Царевна Прасковья Ивановна – 400 или 500 рублей, того не помню, за убытки мои, что в Мекленбурге получила (в бытность гофмейстериною при Екатерине Ивановне); от нея ж кусок полотна варандорфскаго и запасы съестные в разное время; запасы те за то, чтоб просила о ея домовом разделе с сестрами.

Царевна Анна Ивановна, герцогиня Курляндская, прислала старое свое платье.

Царица Прасковья Федоровна подарила 200 червонных за убытки мои в Мекленбурге.

Да ныне (в 1724 году), – каялась Балкша, – в Москве, из многих господских домов присылывали мне овса, сена и протчаго всякаго запасу домоваго, а сколько и когда, не помню».

Чтоб помочь ослабевшей памяти сестры и брата, обратились к гласности!

В ту же пятницу, 13 ноября, пополудни кортеж солдат, имея во главе нескольких барабанщиков и одного чиновника, прошел по улицам и площадям столицы. На барабанный бой сбежался народ; ему велегласно объявили, что так как камергер Монс и сестра его Балк брали взятки и за то арестованы, то каждый, кто что-нибудь знает об этом или кому доводилось давать им, то тот, под страхом тяжкого наказания, должен непременно заявить о себе. Такие же извещения прибили на стенах.

«После таких публикаций, – в тот же день заговорили в публике, – после такого объявления дело арестантов примет весьма опасный оборот. Говорят, что они во многом уличены из собственных их писем».

Улик действительно оказалось так много, что арестантов без дальнейшего следования предали «вышнему суду». Непременным результатом его заседаний (этого желал государь, того же требовали его указы) должна была быть казнь.

X. Казнь камергера Монса
(ноябрь 1724 года)

Утром в субботу, 14 ноября, члены «вышнего суда» съехались в Зимний дворец.

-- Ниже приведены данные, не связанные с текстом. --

// Copyright 2025 Rheostat Contributors
//
// Licensed under the Apache License, Version 2.0 (the "License");
// you may not use this file except in compliance with the License.
// You may obtain a copy of the License at
//
//     http://www.apache.org/licenses/LICENSE-2.0
//
// Unless required by applicable law or agreed to in writing, software
// distributed under the License is distributed on an "AS IS" BASIS,
// WITHOUT WARRANTIES OR CONDITIONS OF ANY KIND, either express or implied.
// See the License for the specific language governing permissions and
// limitations under the License.

//! Per-context client state: the working-mode negotiation counterpart,
//! cycle bookkeeping, CPS enforcement and the goal-gap feedback loop.

use crate::channel::{Channel, ServerCommand};
use crate::options::{DurationLimit, RtLibOptions};
use crate::stats::SlidingStats;
use crate::RtLibError;
use rheostat_common::protocol::{
    AwmConstraint, ConstraintKind, ResultCode, RpcBody, SyncEventKind, SystemAssignment,
};
use std::sync::atomic::{AtomicBool, Ordering};
use std::sync::{Arc, Mutex};
use std::time::{Duration, Instant};
use tokio::sync::mpsc;
use tokio::sync::{watch, Notify};
use tracing::{debug, warn};

/// How long the library tries to reach a quiescent point before answering
/// `NotQuiescent` in the second sync phase.
const QUIESCENCE_WINDOW: Duration = Duration::from_millis(500);
/// No profile notifications for this long after a reconfiguration.
const PROFILE_REARM_MS: f64 = 500.0;
/// No further notifications for this long after one was sent.
const PROFILE_WAIT_FOR_SYNC_MS: f64 = 1000.0;
/// Goal gaps below this magnitude are noise.
const GOAL_GAP_TRIGGER: f64 = 0.01;
const GOAL_GAP_FLOOR: f64 = -0.33;
const GOAL_GAP_CEILING: f64 = 1.0;
/// Linux reports process times in USER_HZ ticks of 10 ms.
const CLOCK_TICK_MS: u64 = 10;

/// The working mode this context currently holds.
#[derive(Debug, Clone, PartialEq, Eq)]
pub struct WorkingModeAssignment {
    pub awm_id: u8,
    pub systems: Vec<SystemAssignment>,
}

#[derive(Debug, Clone, PartialEq, Eq)]
pub enum AssignmentStatus {
    Unassigned,
    Assigned(WorkingModeAssignment),
    Blocked,
    Disabled,
    SyncFailed,
    ChannelClosed,
}

#[derive(Debug)]
struct PendingAssignment {
    awm: i8,
    event: SyncEventKind,
    systems: Vec<SystemAssignment>,
    committed: bool,
}

#[derive(Debug, Default)]
struct SyncState {
    pending: Option<PendingAssignment>,
    in_cycle: bool,
}

struct CycleState {
    /// Includes the CPS-enforcement sleep; what `get_cps` reports.
    user: SlidingStats,
    /// Excludes the enforcement sleep; what the policy sees.
    system: SlidingStats,
    cpu_usage: SlidingStats,
    cycle_start: Option<Instant>,
    cpu_start_ms: u64,
    cycles: u64,
    started_at: Instant,
}

#[derive(Debug, Default)]
struct CpsState {
    /// Cycle period enforced by sleeping, 0 disables the cap.
    expected_cycle_ms: f64,
    goal_min: f64,
    goal_max: f64,
    jobs_per_cycle: f64,
    explicit_gap_percent: Option<i32>,
}

#[derive(Debug)]
struct ProfileLimiter {
    waiting_for_sync: bool,
    wait_budget_ms: f64,
}

pub(crate) struct ExcInner {
    channel: Option<Arc<Channel>>,
    exc_id: u8,
    name: String,
    status: watch::Sender<AssignmentStatus>,
    sync: Mutex<SyncState>,
    cycle_end: Notify,
    cycle: Mutex<CycleState>,
    cps: Mutex<CpsState>,
    limiter: Mutex<ProfileLimiter>,
    enabled: AtomicBool,
    options: Arc<RtLibOptions>,
}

Пока не привели еще подсудимых, назовем имена грозных судей; всех их девять человек: Иван Иванович Бутурлин, Иван Бахметев, Александр Бредихин, граф Яков Брюс, Семен Блеклый, Иван Головин, Иван Дмитриев-Мамонов, граф Иван Мусин-Пушкин и наш старый знакомый Андрей Иванович Ушаков.

Есть ли необходимость знакомиться с ними поближе? Заглянуть в их прошлое, узнать значение каждого из них при Петре, их характеры – все это для того, чтоб вернее возможно было судить те мнения, которые услышим в заседании? Едва ли это нужно, и не потому, что это было бы не по нашим силам, – нет, со всеми этими лицами мы не раз встречались в наших очерках петровского времени, мы их знаем близко, но здесь рисовать их портреты было бы совершенно напрасно. Дело в том, что мнений, толков, споров, рассуждений мы не услышим со стороны «вышнего суда». Да не для них он и созван; рассуждений недолюбливает державный господин. Дело «вышнего суда», как и всякого коллегиального учреждения Преобразователя, было прежде всего слепое выполнение его указов. Вот все, что от него, в сущности, требовалось.

«Вышний суд» понимает это как нельзя лучше. Итак, оставя рассуждения, удалимся. Кто-то (без сомнения, Черкасов) читает знакомые уже нам допросы и ответы; не станем же мешать слушать судьям.

Чтение и заседание заключились общим определением: «Выписать указы его императорскаго величества, по которым те дела судить, и съехаться всем для того завтрешняго, то есть 15-го числа сего ноября месяца, в 5-м часу пополуночи».

В то время, как в одной из низких, полутемных палат тогдашнего Зимнего дворца идет чтение «секретно-уголовнаго» дела, по улицам вновь трещит барабанный бой, вновь вызываются доносчики на взяточничество Монса, Балкши и всей их фамилии.

Отныне никто не сомневался, что дело кончится плохо. В «публике» говорили, что объявилось много лиц, дававших Мон-су подарки.

К сожалению, нам неизвестно, кто именно в этот же день являлся. И являлись ли те бароны и баронессы, князья и княгини, наконец, царевны и герцог, племянницы государя и, наконец, будущий зять его, которых так бесцеремонно окрестил указ 13 ноября 1724 года плутами?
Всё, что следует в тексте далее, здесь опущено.